_Provided information_
//! Wall-clock helpers.
//!
//! Timestamps crossing the wire or the debug API are Unix milliseconds (UTC).

use chrono::{TimeZone, Utc};

/// Current Unix timestamp in milliseconds (UTC).
pub fn now_millis() -> i64 {
    Utc::now().timestamp_millis()
}

/// Render a Unix millisecond timestamp as RFC 3339 (UTC).
///
/// Returns `None` when the timestamp is outside chrono's representable range.
pub fn millis_to_rfc3339(timestamp_millis: i64) -> Option<String> {
    Utc.timestamp_millis_opt(timestamp_millis)
        .single()
        .map(|dt| dt.to_rfc3339())
}
#[cfg(test)]
mod tests {
    use super::*;
    use proptest::prelude::*;

    // ========================================
    // テスト作業記録
    // ========================================
    // 【何をテストするか】
    // - register / unregister / bind / unbind / lookup_by_user
    // - 2 つのマッピングが常に整合していること
    //
    // 【なぜこのテストが必要か】
    // - レジストリはブロードキャストの配信先を決める唯一の情報源
    // - 同一ユーザーの二重接続で古い接続が孤立しないことを保証する
    // ========================================

    fn entry() -> ConnectionEntry {
        let (tx, _rx) = mpsc::channel(4);
        ConnectionEntry::new(ConnectionId::generate(), tx, CloseSignal::new())
    }

    fn user(id: &str) -> UserId {
        UserId::new(id.to_string()).unwrap()
    }

    #[test]
    fn test_register_and_lookup() {
        // テスト項目: 登録した接続を ID で取得できる
        // given (前提条件):
        let mut registry = ConnectionRegistry::new();
        let conn = entry();
        let id = conn.id;

        // when (操作):
        registry.register(conn).unwrap();

        // then (期待する結果):
        assert_eq!(registry.len(), 1);
        assert!(registry.get(&id).is_some());
        assert!(registry.get(&id).unwrap().user_id.is_none());
    }

    #[test]
    fn test_register_twice_is_error() {
        // テスト項目: 同じ接続 ID の二重登録はエラー
        // given (前提条件):
        let mut registry = ConnectionRegistry::new();
        let conn = entry();
        let duplicate = ConnectionEntry::new(conn.id, conn.outbound.clone(), CloseSignal::new());
        let id = conn.id;
        registry.register(conn).unwrap();

        // when (操作):
        let result = registry.register(duplicate);

        // then (期待する結果):
        assert_eq!(result, Err(RegistryError::AlreadyRegistered(id)));
    }

    #[test]
    fn test_unregister_is_idempotent() {
        // テスト項目: 削除済みの接続を再度削除しても何も起きない
        // given (前提条件):
        let mut registry = ConnectionRegistry::new();
        let conn = entry();
        let id = conn.id;
        registry.register(conn).unwrap();

        // when (操作):
        let first = registry.unregister(&id);
        let second = registry.unregister(&id);

        // then (期待する結果):
        assert!(first.is_some());
        assert!(second.is_none());
        assert!(registry.is_empty());
    }

    #[test]
    fn test_all_connections_lists_live_ids() {
        // テスト項目: all_connections は登録中の接続 ID だけを返す
        // given (前提条件):
        let mut registry = ConnectionRegistry::new();
        let (a, b, c) = (entry(), entry(), entry());
        let (a_id, b_id, c_id) = (a.id, b.id, c.id);
        registry.register(a).unwrap();
        registry.register(b).unwrap();
        registry.register(c).unwrap();
        registry.bind(&b_id, user("bob")).unwrap();

        // when (操作):
        registry.unregister(&a_id);
        let ids: std::collections::HashSet<ConnectionId> =
            registry.all_connections().into_iter().collect();

        // then (期待する結果):
        assert_eq!(ids, std::collections::HashSet::from([b_id, c_id]));
        assert!(ConnectionRegistry::new().all_connections().is_empty());
    }

    #[test]
    fn test_bind_maps_both_directions() {
        // テスト項目: bind で両方向のマッピングが作られ、既知ユーザーに追加される
        // given (前提条件):
        let mut registry = ConnectionRegistry::new();
        let conn = entry();
        let id = conn.id;
        registry.register(conn).unwrap();

        // when (操作):
        let outcome = registry.bind(&id, user("alice")).unwrap();

        // then (期待する結果):
        assert!(matches!(
            outcome,
            BindOutcome::Bound {
                displaced: None,
                previous_user: None
            }
        ));
        assert_eq!(registry.lookup_by_user(&user("alice")).unwrap().id, id);
        assert!(registry.known_users().contains(&user("alice")));
        assert!(registry.is_consistent());
    }

    #[test]
    fn test_bind_same_user_again_is_noop() {
        // テスト項目: 同じ接続で同じユーザーを再度 bind しても変化しない
        // given (前提条件):
        let mut registry = ConnectionRegistry::new();
        let conn = entry();
        let id = conn.id;
        registry.register(conn).unwrap();
        registry.bind(&id, user("alice")).unwrap();

        // when (操作):
        let outcome = registry.bind(&id, user("alice")).unwrap();

        // then (期待する結果):
        assert!(matches!(outcome, BindOutcome::AlreadyBound));
    }

    #[test]
    fn test_bind_unknown_connection_is_error() {
        // テスト項目: 未登録の接続への bind はエラー
        // given (前提条件):
        let mut registry = ConnectionRegistry::new();
        let id = ConnectionId::generate();

        // when (操作):
        let result = registry.bind(&id, user("alice"));

        // then (期待する結果):
        assert!(matches!(result, Err(RegistryError::NotRegistered(_))));
    }

    #[test]
    fn test_duplicate_identification_displaces_older_connection() {
        // テスト項目: 同一ユーザーが別接続で識別すると古い接続が取り除かれる
        // given (前提条件):
        let mut registry = ConnectionRegistry::new();
        let old = entry();
        let new = entry();
        let (old_id, new_id) = (old.id, new.id);
        registry.register(old).unwrap();
        registry.register(new).unwrap();
        registry.bind(&old_id, user("alice")).unwrap();

        // when (操作):
        let outcome = registry.bind(&new_id, user("alice")).unwrap();

        // then (期待する結果):
        match outcome {
            BindOutcome::Bound {
                displaced: Some(displaced),
                previous_user: None,
            } => assert_eq!(displaced.id, old_id),
            other => panic!("unexpected outcome: {:?}", other),
        }
        assert!(registry.get(&old_id).is_none());
        assert_eq!(registry.lookup_by_user(&user("alice")).unwrap().id, new_id);
        assert!(registry.is_consistent());
    }

    #[test]
    fn test_rebind_to_other_user_reports_previous() {
        // テスト項目: 別ユーザーとして再識別すると以前のユーザーが返される
        // given (前提条件):
        let mut registry = ConnectionRegistry::new();
        let conn = entry();
        let id = conn.id;
        registry.register(conn).unwrap();
        registry.bind(&id, user("alice")).unwrap();

        // when (操作):
        let outcome = registry.bind(&id, user("bob")).unwrap();

        // then (期待する結果):
        assert!(matches!(
            outcome,
            BindOutcome::Bound {
                displaced: None,
                previous_user: Some(ref previous)
            } if previous == &user("alice")
        ));
        assert!(registry.lookup_by_user(&user("alice")).is_none());
        assert!(registry.known_users().contains(&user("alice")));
        assert!(registry.is_consistent());
    }

    #[test]
    fn test_unbind_keeps_connection_and_known_user() {
        // テスト項目: unbind で接続は残り、ユーザーは既知ユーザーとして残る
        // given (前提条件):
        let mut registry = ConnectionRegistry::new();
        let conn = entry();
        let id = conn.id;
        registry.register(conn).unwrap();
        registry.bind(&id, user("alice")).unwrap();

        // when (操作):
        let released = registry.unbind(&id);

        // then (期待する結果):
        assert_eq!(released, Some(user("alice")));
        assert!(registry.get(&id).is_some());
        assert!(registry.lookup_by_user(&user("alice")).is_none());
        assert!(registry.known_users().contains(&user("alice")));
        assert_eq!(registry.unbind(&id), None);
    }

    #[test]
    fn test_unregister_identified_removes_user_mapping() {
        // テスト項目: 識別済み接続の削除でユーザー側のマッピングも消える
        // given (前提条件):
        let mut registry = ConnectionRegistry::new();
        let conn = entry();
        let id = conn.id;
        registry.register(conn).unwrap();
        registry.bind(&id, user("alice")).unwrap();

        // when (操作):
        let removed = registry.unregister(&id).unwrap();

        // then (期待する結果):
        assert_eq!(removed.user_id, Some(user("alice")));
        assert!(registry.lookup_by_user(&user("alice")).is_none());
        assert!(registry.is_consistent());
    }

    #[derive(Debug, Clone)]
    enum Op {
        Register(usize),
        Unregister(usize),
        Bind(usize, usize),
        Unbind(usize),
    }

    fn op_strategy() -> impl Strategy<Value = Op> {
        prop_oneof![
            (0..6usize).prop_map(Op::Register),
            (0..6usize).prop_map(Op::Unregister),
            (0..6usize, 0..3usize).prop_map(|(c, u)| Op::Bind(c, u)),
            (0..6usize).prop_map(Op::Unbind),
        ]
    }

    proptest! {
        #[test]
        fn mappings_stay_consistent(ops in proptest::collection::vec(op_strategy(), 1..64)) {
            let ids: Vec<ConnectionId> = (0..6).map(|_| ConnectionId::generate()).collect();
            let users = [user("alice"), user("bob"), user("carol")];
            let mut registry = ConnectionRegistry::new();

            for op in ops {
                match op {
                    Op::Register(c) => {
                        let (tx, _rx) = mpsc::channel(1);
                        let _ = registry.register(ConnectionEntry::new(ids[c], tx, CloseSignal::new()));
                    }
                    Op::Unregister(c) => {
                        registry.unregister(&ids[c]);
                    }
                    Op::Bind(c, u) => {
                        let _ = registry.bind(&ids[c], users[u].clone());
                    }
                    Op::Unbind(c) => {
                        registry.unbind(&ids[c]);
                    }
                }
                prop_assert!(registry.is_consistent());
                for u in &users {
                    let bound = registry
                        .entries()
                        .filter(|entry| entry.user_id.as_ref() == Some(u))
                        .count();
                    prop_assert!(bound <= 1);
                }
            }
        }
    }
}
//! Presence write-behind.
//!
//! The engine never awaits the [`PresenceStore`]. It queues writes on a [`PresenceWriter`] and a
//! single [`PresenceWorker`] task applies them in queue order, each bounded by a timeout, so the
//! last write for a user is the one that sticks.

use std::{sync::Arc, time::Duration};

use tokio::sync::{mpsc, oneshot};

use crate::domain::{PresenceStatus, PresenceStore, UserId};

#[derive(Debug)]
enum PresenceUpdate {
    Write {
        user_id: UserId,
        status: PresenceStatus,
    },
    /// Answered once every earlier write has been applied.
    Flush(oneshot::Sender<()>),
}

/// Non-blocking front of the presence worker.
#[derive(Debug, Clone)]
pub struct PresenceWriter {
    tx: mpsc::Sender<PresenceUpdate>,
}

impl PresenceWriter {
    pub fn new(
        store: Arc<dyn PresenceStore>,
        capacity: usize,
        timeout: Duration,
    ) -> (Self, PresenceWorker) {
        let (tx, rx) = mpsc::channel(capacity);
        (Self { tx }, PresenceWorker { rx, store, timeout })
    }

    pub fn set_online(&self, user_id: UserId) {
        self.enqueue(PresenceUpdate::Write {
            user_id,
            status: PresenceStatus::Online,
        });
    }

    pub fn set_offline(&self, user_id: UserId) {
        self.enqueue(PresenceUpdate::Write {
            user_id,
            status: PresenceStatus::Offline,
        });
    }

    /// `reply` fires after every write queued before it; it is dropped if the queue is full.
    pub fn flush(&self, reply: oneshot::Sender<()>) {
        self.enqueue(PresenceUpdate::Flush(reply));
    }

    fn enqueue(&self, update: PresenceUpdate) {
        match self.tx.try_send(update) {
            Ok(()) => {}
            Err(mpsc::error::TrySendError::Full(update)) => {
                tracing::warn!("Presence queue full, dropping {:?}", update);
            }
            Err(mpsc::error::TrySendError::Closed(_)) => {
                tracing::debug!("Presence worker has stopped");
            }
        }
    }
}

/// Applies queued presence writes until every [`PresenceWriter`] is dropped.
pub struct PresenceWorker {
    rx: mpsc::Receiver<PresenceUpdate>,
    store: Arc<dyn PresenceStore>,
    timeout: Duration,
}

impl PresenceWorker {
    pub async fn run(mut self) {
        while let Some(update) = self.rx.recv().await {
            match update {
                PresenceUpdate::Write { user_id, status } => self.apply(&user_id, status).await,
                PresenceUpdate::Flush(reply) => {
                    let _ = reply.send(());
                }
            }
        }
        tracing::debug!("Presence worker stopped");
    }

    async fn apply(&self, user_id: &UserId, status: PresenceStatus) {
        let write = async {
            match status {
                PresenceStatus::Online => self.store.set_online(user_id).await,
                PresenceStatus::Offline => self.store.set_offline(user_id).await,
            }
        };
        match tokio::time::timeout(self.timeout, write).await {
            Ok(Ok(())) => {}
            Ok(Err(e)) => {
                tracing::warn!(user_id = %user_id, %status, "Failed to record presence: {}", e)
            }
            Err(_) => tracing::warn!(
                user_id = %user_id,
                %status,
                "Presence store did not answer within {:?}",
                self.timeout
            ),
        }
    }
}
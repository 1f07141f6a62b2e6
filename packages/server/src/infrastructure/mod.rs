//! Infrastructure layer.
//!
//! Concrete implementations of the domain ports (presence store, profile lookup) and the wire
//! DTOs.

pub mod dto;
pub mod presence;
pub mod profile;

_Problem requirements_
Select and copy every line of the listing with the word "collections".

_Response to the task_
        let ids: std::collections::HashSet<ConnectionId> =
        assert_eq!(ids, std::collections::HashSet::from([b_id, c_id]));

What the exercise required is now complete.